Husband and wife, Henry and Maria (played terrifically by Ewan McGregor and Naomi Watts) and their three sons choose an exotic location to vacation during the holidays. The day after Christmas when relaxing poolside, an unexpected tidal wave comes roaring through consuming everything in its path, destroying miles of land. Immediately, the family is separated. Henry and the two youngest hold onto one another diving into the pool. Maria gets swept away into the mess getting banged, bruised and cut through every piece of debris imaginable. When she finally is able to raise her head above the rapidly moving water, she sees her eldest son Lucas (an amazing emotional portrayal by Tom Holland) fighting to stay afloat nearby. And so the tragic adventure begins.
The survival doesn’t stop after the tsunami comes through but now the family members must find help, medical attention and most importantly each other. THE IMPOSSIBLE is edited in a way to follow each family member separately through the chaos. Throughout the story we are treated to the beautiful attribute of human kindness. People of all races and cultures come together to help one another. Each time a reunion is made, it is, as the title suggests, near impossible not to shed a tear. Through the mess of pain and suffering, Maria manages to teach her son the importance of helping others in need, which is at the heart, what really make THE IMPOSSIBLE work so well.

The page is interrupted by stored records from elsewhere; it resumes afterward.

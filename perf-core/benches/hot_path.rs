use criterion::{BenchmarkId, Criterion, Throughput, criterion_group, criterion_main};
use std::hint::black_box;
use std::sync::Arc;

use perf_core::{
    EntryType, GcFlags, GcKind, Histogram, HistogramOptions, Milestone, PerformanceCore,
    SimulatedCollector, gc::CollectorHooks,
};

fn core_with_collector() -> (PerformanceCore, Arc<SimulatedCollector>) {
    let collector = Arc::new(SimulatedCollector::new());
    let core = PerformanceCore::builder()
        .collector(Arc::clone(&collector) as Arc<dyn CollectorHooks>)
        .build()
        .unwrap();
    core.install_gc_tracking().unwrap();
    (core, collector)
}

fn bench_mark(c: &mut Criterion) {
    let (core, _) = core_with_collector();
    let mut group = c.benchmark_group("milestones");

    group.bench_function("mark_bootstrap_complete", |b| {
        b.iter(|| core.mark_bootstrap_complete())
    });

    group.bench_function("mark_invalid_id", |b| {
        b.iter(|| core.mark_milestone(black_box(Milestone::INVALID)))
    });

    group.finish();
}

fn bench_gc_pair(c: &mut Criterion) {
    let (core, collector) = core_with_collector();
    let mut group = c.benchmark_group("gc_cycle");
    group.throughput(Throughput::Elements(1));

    group.bench_function("no_observers", |b| {
        b.iter(|| collector.collect(black_box(GcKind::MINOR), GcFlags::NO))
    });

    core.observer_counts().increment(EntryType::Gc.index());
    core.setup_observers(|entry| {
        black_box(entry.duration());
    });
    group.bench_function("observed_and_drained", |b| {
        b.iter(|| {
            collector.collect(black_box(GcKind::MAJOR), GcFlags::NO);
            core.run_immediates()
        })
    });

    group.finish();
}

fn bench_record_delta(c: &mut Criterion) {
    let mut group = c.benchmark_group("histogram");

    for figures in [1u8, 3, 5] {
        let options = HistogramOptions {
            significant_figures: figures,
            ..HistogramOptions::EVENT_LOOP_DELAY
        };
        let mut histogram = Histogram::new(options).unwrap();
        let mut now = 0u64;

        group.bench_with_input(
            BenchmarkId::new("record_delta", figures),
            &figures,
            |b, _| {
                b.iter(|| {
                    now += 10_000_000 + (now % 7) * 1_000;
                    black_box(histogram.record_delta(now))
                })
            },
        );
    }

    group.finish();
}

criterion_group!(benches, bench_mark, bench_gc_pair, bench_record_delta);
criterion_main!(benches);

The special effects that brought to life one of histories most damaging natural disasters is nothing short of amazing. The entire sequence is breathtaking, that will leave the heart pounding out of your chest as you hope and pray that Maria and her son Lucas survive this mess. The entire scope of the location is magnificently real, as our heroes track through swamps, broken trees, destroyed buildings and an over crowded local hospital.

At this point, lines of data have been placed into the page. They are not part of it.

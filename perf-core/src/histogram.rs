//! ``src/histogram.rs``
//! ============================================================================
//! # HDR histogram with delta recording
//!
//! Wraps [`hdrhistogram::Histogram`] with the bookkeeping the interval
//! sampler needs: the previous timestamp for [`Histogram::record_delta`] and
//! a count of values that fell outside the trackable range.
//!
//! All statistics read as `0` while the histogram is empty.

use hdrhistogram::Histogram as HdrHistogram;
use serde::{Deserialize, Serialize};

use crate::error::{PerfError, PerfResult};

/// Bounds and precision of a histogram.
#[derive(Debug, Clone, Copy, PartialEq, Eq, Serialize, Deserialize)]
#[serde(default)]
pub struct HistogramOptions {
    /// Smallest discernible value. At least 1.
    pub lowest: u64,

    /// Largest trackable value. At least twice `lowest`.
    pub highest: u64,

    /// Significant decimal digits kept, 1 through 5.
    pub significant_figures: u8,
}

impl HistogramOptions {
    /// Bounds used by the event-loop delay monitor (values are nanoseconds).
    pub const EVENT_LOOP_DELAY: Self = Self {
        lowest: 1_000,
        highest: i64::MAX as u64,
        significant_figures: 3,
    };

    pub fn validate(&self) -> PerfResult<()> {
        if self.lowest < 1 {
            return Err(PerfError::invalid_argument("lowest", "must be at least 1"));
        }
        if self.highest < self.lowest.saturating_mul(2) {
            return Err(PerfError::invalid_argument(
                "highest",
                format!("must be at least twice lowest ({})", self.lowest),
            ));
        }
        if !(1..=5).contains(&self.significant_figures) {
            return Err(PerfError::invalid_argument(
                "significant_figures",
                "must be between 1 and 5",
            ));
        }
        Ok(())
    }
}

impl Default for HistogramOptions {
    fn default() -> Self {
        Self {
            lowest: 1,
            highest: i64::MAX as u64,
            significant_figures: 3,
        }
    }
}

/// Read view handed to sample callbacks.
#[derive(Debug, Clone, Copy, PartialEq, Serialize)]
pub struct HistogramSample {
    /// Nanoseconds since the previous sample, `0` on the first.
    pub delta: u64,
    pub count: u64,
    pub min: u64,
    pub max: u64,
    pub mean: f64,
    pub stddev: f64,
    pub exceeds: u64,
}

#[derive(Debug, Clone)]
pub struct Histogram {
    inner: HdrHistogram<u64>,
    options: HistogramOptions,
    prev: Option<u64>,
    exceeds: u64,
}

impl Histogram {
    pub fn new(options: HistogramOptions) -> PerfResult<Self> {
        options.validate()?;
        let inner = HdrHistogram::new_with_bounds(
            options.lowest,
            options.highest,
            options.significant_figures,
        )
        .map_err(|e| PerfError::invalid_argument("histogram", format!("{e:?}")))?;

        Ok(Self {
            inner,
            options,
            prev: None,
            exceeds: 0,
        })
    }

    pub fn options(&self) -> HistogramOptions {
        self.options
    }

    /// Record one value. Out-of-range values bump [`Self::exceeds`] instead.
    pub fn record(&mut self, value: u64) -> bool {
        match self.inner.record(value) {
            Ok(()) => true,
            Err(_) => {
                self.exceeds += 1;
                false
            }
        }
    }

    /// Record the time elapsed since the previous call.
    ///
    /// The first call after creation or [`Self::reset`] only stores `now`
    /// and returns `0`. A zero delta is not recorded.
    pub fn record_delta(&mut self, now: u64) -> u64 {
        let delta = match self.prev {
            Some(prev) => now.saturating_sub(prev),
            None => 0,
        };
        if delta > 0 {
            self.record(delta);
        }
        self.prev = Some(now);
        delta
    }

    pub fn count(&self) -> u64 {
        self.inner.len()
    }

    pub fn is_empty(&self) -> bool {
        self.inner.is_empty()
    }

    pub fn min(&self) -> u64 {
        if self.is_empty() { 0 } else { self.inner.min() }
    }

    pub fn max(&self) -> u64 {
        if self.is_empty() { 0 } else { self.inner.max() }
    }

    pub fn mean(&self) -> f64 {
        if self.is_empty() { 0.0 } else { self.inner.mean() }
    }

    pub fn stddev(&self) -> f64 {
        if self.is_empty() { 0.0 } else { self.inner.stdev() }
    }

    /// Number of values rejected as outside the trackable range.
    pub fn exceeds(&self) -> u64 {
        self.exceeds
    }

    /// Value at `percentile`, which must lie in `(0, 100]`.
    pub fn percentile(&self, percentile: f64) -> PerfResult<u64> {
        if !(percentile > 0.0 && percentile <= 100.0) {
            return Err(PerfError::invalid_argument(
                "percentile",
                format!("{percentile} is outside (0, 100]"),
            ));
        }
        Ok(self.inner.value_at_percentile(percentile))
    }

    /// `(percentile, value)` pairs in ascending percentile order, halving the
    /// remaining distance to 100 at each step.
    pub fn percentiles(&self) -> Vec<(f64, u64)> {
        if self.is_empty() {
            return vec![(100.0, 0)];
        }
        self.inner
            .iter_quantiles(1)
            .map(|v| (v.quantile_iterated_to() * 100.0, v.value_iterated_to()))
            .collect()
    }

    /// Merge `other` into this histogram.
    pub fn add(&mut self, other: &Histogram) -> PerfResult<()> {
        self.inner
            .add(&other.inner)
            .map_err(|e| PerfError::invalid_argument("histogram", format!("{e:?}")))?;
        self.exceeds += other.exceeds;
        Ok(())
    }

    /// Clear every statistic and forget the previous timestamp.
    pub fn reset(&mut self) {
        self.inner.reset();
        self.prev = None;
        self.exceeds = 0;
    }

    pub fn sample(&self, delta: u64) -> HistogramSample {
        HistogramSample {
            delta,
            count: self.count(),
            min: self.min(),
            max: self.max(),
            mean: self.mean(),
            stddev: self.stddev(),
            exceeds: self.exceeds,
        }
    }
}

Director Juan Antonio Bayona treats the events with respect. Providing a tender eye at the helping humanity through such tragedy, the viewer is able to immerse themselves into the situation. All the supporting actors and especially our central family led by McGregor, Watts and Holland, give genuine performances full of so many real emotions that one can’t help but root for everyone involved. Without going through the harsh tragedy of it all, no one can truly understand each individual story. But the powerful performances sure help us get closer.
In case you don’t know the story, I will be brief in my criticism as it mostly happens as the film is nearing its 107 minute runtime.
Other than a symbolic choice that seemed out of place in an otherwise fairly straightforward narrative, the much needed sense of danger that the first half of the film provides so well, quickly diminishes as the story progresses. There is still a worry and concern that is prevalent but the film begins to breath too deeply in the family’s search for one another. I couldn’t help feel as though tension and drama was forced to stretch the film out slightly longer than necessary. Nevertheless, THE IMPOSSIBLE is highly recommended that I’m sure most audiences will love if they give it a chance.
In reality, thirteen countries were affected by the Tsunami with over a quarter of a million people killed. Ultimately,THE IMPOSSIBLE is not a hollywood natural disaster film but rather a heart felt, harrowing look at human nature and the inspirational story into a specific family in a certain area during the mayhem of a world wide catastrophe.